Un discorso a parte va fatto per la Customer Experience. Sebbene non sia facilmente quantificabile, l’aspettativa del cliente ha un peso importante. L’applicazione che presenta difficoltà di navigazione o che non risponde tempestivamente può causare l’abbandono del cliente, con un effetto negativo sull’acquisizione di nuovi clienti e sulla brand reputation.

 

Machine learning e velocità di risposta ai problemi applicativi

Il tracciamento e la diagnostica si focalizzano su milioni di concatenazioni, che solo una navigazione con strumenti evoluti di analytics può esaminare. Anzi, come anticipato prima, la mole di dati richiede che l’Application Performance Monitoring disponga di un motore di machine learning così da automatizzare i processi di analisi predittiva. Grazie a tali analisi è possibile individuare quali sono gli elementi su cui intervenire per prevenire situazioni di degrado, e innescare azioni compensative. In ambito Finance, ad esempio, il Machine Learning può prevedere un picco delle operazioni di trading a fronte di un determinato periodo dell’anno o a fronte di un’operazione finanziaria collegata. Informato dal Machine Learning, l’APM può aumentare il numero di istanze del servizio di trading (scalabilità orizzontale) o aumentare le risorse elaborative dei server (scalabilità verticale). È utile sottolineare che l’analisi predittiva e il remediation automatico sono il compito specifico dei tool di AIOps in ambito IT Operations. L’integrazione tra APM e AIOps costituisce, infatti, una soluzione sinergica tra i due ambiti. Il ruolo centrale che l’APM ha il compito di svolgere oggi è quello di accorciare il tempo che intercorre tra la rilevazione di un elemento critico, che impatta negativamente sulla user experience, e porvi rimedio prima che incida sui livelli di produttività aziendale o prima che si trasformi in una causa di churn e di abbandono dell’applicazione da parte del cliente.
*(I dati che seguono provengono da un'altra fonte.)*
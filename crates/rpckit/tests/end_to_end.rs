//! End-to-end pipeline tests through the facade crate.

use std::sync::{Arc, Mutex};

use bytes::Bytes;
use rpckit::prelude::*;

fn request(method: &str, payload: &'static [u8]) -> Request {
    Request::new(method, Bytes::from_static(payload), Metadata::new())
}

fn greeter_app() -> Arc<App> {
    let app = Arc::new(App::new("greeter"));
    let mut service = Service::new("greeter.Greeter");
    service
        .add_fn("Hello", |request| {
            let name = String::from_utf8_lossy(request.payload()).to_string();
            Box::pin(async move { Ok(Response::new(Bytes::from(format!("hello {name}")))) })
        })
        .expect("fresh method");
    service
        .add_fn("Missing", |_request| {
            Box::pin(async { Err(RpcError::not_found("nobody here")) })
        })
        .expect("fresh method");
    app.add_service(service).expect("fresh service");
    app
}

#[tokio::test]
async fn hooks_interceptors_and_handler_share_one_request_context() {
    tokio::spawn(async {
        let app = greeter_app();

        // the before hook stashes a value the handler reads back through the
        // ambient scratch accessor
        app.before_request(|_request| {
            Box::pin(async {
                scratch()
                    .expect("app context active")
                    .insert("greeting", serde_json_value("ahoy"));
                Ok(None)
            })
        });

        let seen_method = Arc::new(Mutex::new(String::new()));
        {
            let seen_method = Arc::clone(&seen_method);
            app.teardown_request(move |_error| {
                if let Ok(ctx) = current_request() {
                    *seen_method.lock().expect("not poisoned") = ctx.request().method().to_string();
                }
            });
        }

        let mut service = Service::new("scratch.Scratch");
        service
            .add_fn("Read", |_request| {
                Box::pin(async {
                    let value = scratch()
                        .expect("app context active")
                        .get("greeting")
                        .expect("stashed by the before hook");
                    let text = value.as_str().expect("string value").to_string();
                    Ok(Response::new(Bytes::from(text)))
                })
            })
            .expect("fresh method");
        app.add_service(service).expect("fresh service");

        let server = Server::builder(Arc::clone(&app))
            .build()
            .expect("no TLS configured");

        let outcome = server
            .dispatcher()
            .dispatch(request("/scratch.Scratch/Read", b""))
            .await
            .expect("call succeeds");
        assert_eq!(outcome.response().payload(), &Bytes::from_static(b"ahoy"));
        assert_eq!(
            *seen_method.lock().expect("not poisoned"),
            "/scratch.Scratch/Read"
        );
        // context unwound after the call
        assert!(current_request().is_err());
    })
    .await
    .expect("task panicked");
}

fn serde_json_value(text: &str) -> serde_json::Value {
    serde_json::Value::String(text.to_string())
}

#[tokio::test]
async fn typed_error_reaches_the_status_verbatim() {
    tokio::spawn(async {
        let app = greeter_app();
        let server = Server::builder(app).build().expect("no TLS configured");

        let outcome = server
            .dispatcher()
            .dispatch(request("/greeter.Greeter/Missing", b""))
            .await
            .expect("translated");
        assert_eq!(outcome.status().code(), StatusCode::NotFound);
        assert_eq!(outcome.status().message(), "nobody here");
        assert!(outcome.response().is_empty());
    })
    .await
    .expect("task panicked");
}

#[tokio::test]
async fn custom_error_handler_shapes_the_response() {
    tokio::spawn(async {
        let app = greeter_app();
        app.register_error_handler(rpckit::core::ErrorKind::NotFound, |_error, sink| {
            sink.set_status_code(StatusCode::Ok);
            sink.set_status_message("");
            Response::from("default greeting")
        });

        let server = Server::builder(app).build().expect("no TLS configured");
        let outcome = server
            .dispatcher()
            .dispatch(request("/greeter.Greeter/Missing", b""))
            .await
            .expect("handled");
        assert!(outcome.status().is_ok());
        assert_eq!(
            outcome.response().payload(),
            &Bytes::from_static(b"default greeting")
        );
    })
    .await
    .expect("task panicked");
}

#[tokio::test]
async fn interceptor_observes_every_call() {
    tokio::spawn(async {
        let app = greeter_app();
        let methods: Arc<Mutex<Vec<String>>> = Arc::new(Mutex::new(Vec::new()));
        let tape = Arc::clone(&methods);

        let server = Server::builder(app)
            .with_interceptor(FnInterceptor::new("audit", move |request, next| {
                let tape = Arc::clone(&tape);
                Box::pin(async move {
                    tape.lock()
                        .expect("not poisoned")
                        .push(request.method().to_string());
                    next.run(request).await
                })
            }))
            .build()
            .expect("no TLS configured");

        server
            .dispatcher()
            .dispatch(request("/greeter.Greeter/Hello", b"crew"))
            .await
            .expect("call succeeds");
        server
            .dispatcher()
            .dispatch(request("/greeter.Greeter/Missing", b""))
            .await
            .expect("translated");

        assert_eq!(
            *methods.lock().expect("not poisoned"),
            vec!["/greeter.Greeter/Hello", "/greeter.Greeter/Missing"]
        );
    })
    .await
    .expect("task panicked");
}

#[tokio::test]
async fn debug_mode_reraises_with_detail() {
    tokio::spawn(async {
        let app = greeter_app();
        app.set_debug(true);

        let server = Server::builder(app).build().expect("no TLS configured");
        let err = server
            .dispatcher()
            .dispatch(request("/greeter.Greeter/Missing", b""))
            .await
            .expect_err("debug mode re-raises");
        assert!(format!("{err}").contains("nobody here"));
    })
    .await
    .expect("task panicked");
}

#[tokio::test]
async fn production_mode_masks_unregistered_server_errors() {
    tokio::spawn(async {
        let app = Arc::new(App::new("fragile"));
        let mut service = Service::new("fragile.Fragile");
        service
            .add_fn("Break", |_request| {
                Box::pin(async { Err(RpcError::internal("connection string leaked")) })
            })
            .expect("fresh method");
        app.add_service(service).expect("fresh service");

        let server = Server::builder(app).build().expect("no TLS configured");
        let outcome = server
            .dispatcher()
            .dispatch(request("/fragile.Fragile/Break", b""))
            .await
            .expect("masked");
        assert_eq!(outcome.status().code(), StatusCode::Internal);
        assert_eq!(outcome.status().message(), "Internal Error");
        assert!(!outcome.status().message().contains("connection string"));
    })
    .await
    .expect("task panicked");
}
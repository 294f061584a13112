//! The lifecycle hook stage.
//!
//! Runs the app's before-request hooks, the user interceptor onion, and the
//! after-request hooks around the handler. The reserved reflection method
//! bypasses all of it.

use std::sync::Arc;

use rpckit_core::{App, CallHandler, Request, Response, RpcError};

use crate::interceptor::{Interceptor, Next};

/// The reserved server reflection method.
///
/// Calls to this method bypass hooks, user interceptors, and the context
/// machinery entirely, so reflection keeps working no matter what the hooks
/// do.
pub const REFLECTION_METHOD: &str =
    "/grpc.reflection.v1alpha.ServerReflection/ServerReflectionInfo";

/// Drives the before hooks, user interceptors, and after hooks of one call.
pub struct MiddlewareStage {
    app: Arc<App>,
    interceptors: Vec<Arc<dyn Interceptor>>,
}

impl MiddlewareStage {
    /// Creates the stage for `app` with the given user interceptors, in
    /// onion order (first is outermost).
    #[must_use]
    pub fn new(app: Arc<App>, interceptors: Vec<Arc<dyn Interceptor>>) -> Self {
        Self { app, interceptors }
    }

    /// The registered user interceptor names, in onion order.
    pub fn interceptor_names(&self) -> impl Iterator<Item = &'static str> + '_ {
        self.interceptors.iter().map(|i| i.name())
    }

    /// Runs one call through hooks and interceptors.
    ///
    /// - The reflection method goes straight to the handler.
    /// - Before-request hooks run in registration order; the first one
    ///   producing a response short-circuits everything that follows,
    ///   including the after hooks.
    /// - After-request hooks run in registration order; each must return a
    ///   non-empty response or the call fails naming the hook.
    ///
    /// # Errors
    ///
    /// Propagates errors from hooks, interceptors, and the handler; yields
    /// [`RpcError::EmptyHookResponse`] when an after hook returns an empty
    /// response.
    pub async fn run(
        &self,
        request: &Request,
        handler: &dyn CallHandler,
    ) -> Result<Response, RpcError> {
        if request.method() == REFLECTION_METHOD {
            return handler.call(request).await;
        }

        // snapshots keep the hook tables' lock out of the await points
        let before = self.app.before_hooks();
        for hook in &before {
            if let Some(response) = hook(request).await? {
                tracing::debug!(method = request.method(), "before hook short-circuited call");
                return Ok(response);
            }
        }

        let mut response = self.run_interceptors(request, handler).await?;

        let after = self.app.after_hooks();
        for hook in &after {
            response = (hook.func)(response).await?;
            if response.is_empty() {
                return Err(RpcError::empty_hook_response(hook.name.clone()));
            }
        }

        Ok(response)
    }

    async fn run_interceptors(
        &self,
        request: &Request,
        handler: &dyn CallHandler,
    ) -> Result<Response, RpcError> {
        let mut next = Next::handler(handler);
        for interceptor in self.interceptors.iter().rev() {
            next = Next::new(interceptor.as_ref(), next);
        }
        next.run(request).await
    }
}
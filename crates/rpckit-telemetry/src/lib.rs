//! # rpckit Telemetry
//!
//! Structured logging setup for rpckit services.
//!
//! This crate wires the tracing-subscriber ecosystem into a small, typed
//! surface: a [`LogConfig`], an [`init_logging`] entry point, and the
//! standard field names used across the framework's log lines.
//!
//! # Example
//!
//! ```rust,ignore
//! use rpckit_telemetry::{LogConfig, init_logging};
//!
//! init_logging(&LogConfig::development())?;
//!
//! tracing::info!(method = "/echo.Echo/Ping", "handling call");
//! ```

#![doc(html_root_url = "https://docs.rs/rpckit-telemetry/0.1.0")]
#![warn(missing_docs)]
#![forbid(unsafe_code)]

mod error;
mod logging;

pub use error::TelemetryError;
pub use logging::{create_env_filter, fields, init_logging, LogConfig};

/// Result type for telemetry operations.
pub type TelemetryResult<T> = Result<T, TelemetryError>;
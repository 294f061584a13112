//! Application and request contexts.
//!
//! An [`AppContext`] binds an [`App`] to the current task or thread and
//! carries the per-context scratch storage. A [`RequestContext`] binds one
//! call; pushing it implicitly pushes an application context when none is
//! active for the same app.
//!
//! Context discipline is strict: pops must mirror pushes, and popping
//! anything but the current top is a [`ContextError::WrongContext`], never a
//! silent fixup.

use std::sync::atomic::{AtomicIsize, Ordering};
use std::sync::Arc;

use parking_lot::Mutex;
use serde_json::{Map, Value};
use uuid::Uuid;

use crate::app::App;
use crate::error::{ContextError, RpcError};
use crate::globals::{app_ctx_stack, request_ctx_stack};
use crate::wrapper::Request;

/// A unique identifier for each request, using UUID v7.
///
/// UUID v7 is time-ordered, which makes it ideal for log correlation.
#[derive(Debug, Clone, Copy, PartialEq, Eq, Hash)]
pub struct RequestId(Uuid);

impl RequestId {
    /// Creates a new unique request ID.
    #[must_use]
    pub fn new() -> Self {
        Self(Uuid::now_v7())
    }

    /// Returns the underlying UUID.
    #[must_use]
    pub const fn as_uuid(&self) -> &Uuid {
        &self.0
    }
}

impl Default for RequestId {
    fn default() -> Self {
        Self::new()
    }
}

impl std::fmt::Display for RequestId {
    fn fmt(&self, f: &mut std::fmt::Formatter<'_>) -> std::fmt::Result {
        write!(f, "{}", self.0)
    }
}

/// The application context.
///
/// Holds the app binding and the scratch map for ambient storage. Pushing
/// the same context again bumps a reference count instead of duplicating
/// teardown: teardown callbacks run only when the count returns to zero.
pub struct AppContext {
    app: Arc<App>,
    scratch: Mutex<Map<String, Value>>,
    ref_count: AtomicIsize,
}

impl AppContext {
    pub(crate) fn new(app: Arc<App>) -> Arc<Self> {
        Arc::new(Self {
            app,
            scratch: Mutex::new(Map::new()),
            ref_count: AtomicIsize::new(0),
        })
    }

    /// The app this context is bound to.
    #[must_use]
    pub fn app(&self) -> &Arc<App> {
        &self.app
    }

    pub(crate) fn scratch_map(&self) -> &Mutex<Map<String, Value>> {
        &self.scratch
    }

    /// Binds this context to the current task/thread.
    ///
    /// Re-pushing an already active context increments its reference count
    /// and pushes the same object again.
    pub fn push(self: &Arc<Self>) {
        self.ref_count.fetch_add(1, Ordering::SeqCst);
        app_ctx_stack().push(Arc::clone(self));
    }

    /// Unbinds this context from the current task/thread.
    ///
    /// Runs the app-context teardown callbacks (with the propagating error,
    /// if any) once the reference count reaches zero, then pops the stack.
    ///
    /// # Errors
    ///
    /// Returns [`ContextError::WrongContext`] if this context is not the
    /// current top of the stack. The stack is popped regardless.
    pub fn pop(self: &Arc<Self>, error: Option<&RpcError>) -> Result<(), ContextError> {
        let remaining = self.ref_count.fetch_sub(1, Ordering::SeqCst) - 1;
        let guard = AppPopGuard { ctx: self };
        if remaining <= 0 {
            self.app.do_teardown_app_context(error);
        }
        guard.finish()
    }
}

/// Pops the app-context stack even when a teardown callback unwinds; a
/// panicking callback must not leave the context bound to this task.
struct AppPopGuard<'a> {
    ctx: &'a Arc<AppContext>,
}

impl AppPopGuard<'_> {
    fn pop_stack(ctx: &Arc<AppContext>) -> Result<(), ContextError> {
        match app_ctx_stack().pop() {
            Some(popped) if Arc::ptr_eq(&popped, ctx) => Ok(()),
            _ => Err(ContextError::WrongContext),
        }
    }

    fn finish(self) -> Result<(), ContextError> {
        let result = Self::pop_stack(self.ctx);
        std::mem::forget(self);
        result
    }
}

impl Drop for AppPopGuard<'_> {
    fn drop(&mut self) {
        let _ = Self::pop_stack(self.ctx);
    }
}

impl std::fmt::Debug for AppContext {
    fn fmt(&self, f: &mut std::fmt::Formatter<'_>) -> std::fmt::Result {
        f.debug_struct("AppContext")
            .field("app", &self.app.name())
            .field("ref_count", &self.ref_count.load(Ordering::SeqCst))
            .finish_non_exhaustive()
    }
}

struct Preserved {
    error: Option<RpcError>,
}

/// The request context.
///
/// Wraps one call and tracks whether pushing it implicitly created an
/// application context, so popping unwinds exactly what pushing set up.
pub struct RequestContext {
    app: Arc<App>,
    request: Request,
    request_id: RequestId,
    implicit_app_ctx: Mutex<Vec<Option<Arc<AppContext>>>>,
    preserved: Mutex<Option<Preserved>>,
}

impl RequestContext {
    pub(crate) fn new(app: Arc<App>, request: Request) -> Arc<Self> {
        Arc::new(Self {
            app,
            request,
            request_id: RequestId::new(),
            implicit_app_ctx: Mutex::new(Vec::new()),
            preserved: Mutex::new(None),
        })
    }

    /// The app this context is bound to.
    #[must_use]
    pub fn app(&self) -> &Arc<App> {
        &self.app
    }

    /// The wrapped request.
    #[must_use]
    pub fn request(&self) -> &Request {
        &self.request
    }

    /// This request's correlation ID.
    #[must_use]
    pub const fn request_id(&self) -> RequestId {
        self.request_id
    }

    /// Whether teardown has been deferred by [`preserve`](Self::preserve).
    #[must_use]
    pub fn is_preserved(&self) -> bool {
        self.preserved.lock().is_some()
    }

    /// Defers teardown until the next push on the same task/thread, keeping
    /// the recorded error for that deferred pop.
    pub fn preserve(&self, error: Option<RpcError>) {
        *self.preserved.lock() = Some(Preserved { error });
    }

    /// Binds this context to the current task/thread.
    ///
    /// A preserved context left on top is force-popped first, with its
    /// preserved error. An application context is implicitly created and
    /// pushed when none is active for the same app.
    ///
    /// # Errors
    ///
    /// Returns [`ContextError`] if force-popping a preserved context fails.
    pub fn push(self: &Arc<Self>) -> Result<(), ContextError> {
        if let Some(top) = request_ctx_stack().top() {
            let preserved = top.preserved.lock().take();
            if let Some(state) = preserved {
                top.pop(state.error.as_ref())?;
            }
        }

        let implicit = match app_ctx_stack().top() {
            Some(active) if Arc::ptr_eq(active.app(), &self.app) => None,
            _ => {
                let app_ctx = self.app.app_context();
                app_ctx.push();
                Some(app_ctx)
            }
        };
        self.implicit_app_ctx.lock().push(implicit);

        request_ctx_stack().push(Arc::clone(self));
        tracing::trace!(
            request_id = %self.request_id,
            method = self.request.method(),
            "request context pushed"
        );
        Ok(())
    }

    /// Unbinds this context from the current task/thread.
    ///
    /// Runs the request teardown callbacks (on the outermost pop), pops the
    /// request stack, then pops any implicitly created application context.
    ///
    /// # Errors
    ///
    /// Returns [`ContextError::NotPushed`] if this context was never pushed
    /// and [`ContextError::WrongContext`] if it is not the current top of
    /// the stack.
    pub fn pop(self: &Arc<Self>, error: Option<&RpcError>) -> Result<(), ContextError> {
        let (implicit, run_teardown) = {
            let mut markers = self.implicit_app_ctx.lock();
            let implicit = markers.pop().ok_or(ContextError::NotPushed)?;
            (implicit, markers.is_empty())
        };

        let guard = RequestPopGuard {
            ctx: self,
            implicit,
            error,
        };

        if run_teardown {
            *self.preserved.lock() = None;
            self.app.do_teardown_request(error);
        }

        guard.finish()
    }
}

/// Unwinds the request stack and any implicitly created app context even
/// when a teardown callback panics out of [`RequestContext::pop`].
struct RequestPopGuard<'a> {
    ctx: &'a Arc<RequestContext>,
    implicit: Option<Arc<AppContext>>,
    error: Option<&'a RpcError>,
}

impl RequestPopGuard<'_> {
    fn finish(mut self) -> Result<(), ContextError> {
        let popped = request_ctx_stack().pop();
        let implicit = self.implicit.take();
        let (ctx, error) = (self.ctx, self.error);
        std::mem::forget(self);

        if let Some(app_ctx) = implicit {
            app_ctx.pop(error)?;
        }

        match popped {
            Some(top) if Arc::ptr_eq(&top, ctx) => Ok(()),
            _ => Err(ContextError::WrongContext),
        }
    }
}

impl Drop for RequestPopGuard<'_> {
    fn drop(&mut self) {
        let _ = request_ctx_stack().pop();
        if let Some(app_ctx) = self.implicit.take() {
            let _ = app_ctx.pop(self.error);
        }
    }
}

impl std::fmt::Debug for RequestContext {
    fn fmt(&self, f: &mut std::fmt::Formatter<'_>) -> std::fmt::Result {
        f.debug_struct("RequestContext")
            .field("app", &self.app.name())
            .field("method", &self.request.method())
            .field("request_id", &self.request_id)
            .finish_non_exhaustive()
    }
}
Il monitoraggio delle applicazioni, dunque, si colloca, oggi, all’interno di un panorama in cui spiccano tre fattori:

  • la necessità di Observability, ovvero la capacità di comprendere lo stato di funzionamento di un sistema complesso a partire da metriche, log e traces;
  • la capacità di intraprendere azioni di auto-remediation;
  • la presenza di diversi strumenti di monitoraggio, soprattutto nelle Grandi Imprese.

La scelta di una piattaforma di APM deve, perciò, privilegiare la capacità di integrarsi con altre piattaforme di monitoring già esistenti, offrendo una visione unificata e centralizzata delle prestazioni delle applicazioni, al fine di rilevare anomalie in tempo reale e di intervenire proattivamente. Necessità, questa, che diventerà sempre più importante in un futuro per il quale è già intuibile una sempre minor tolleranza per errori e disservizi.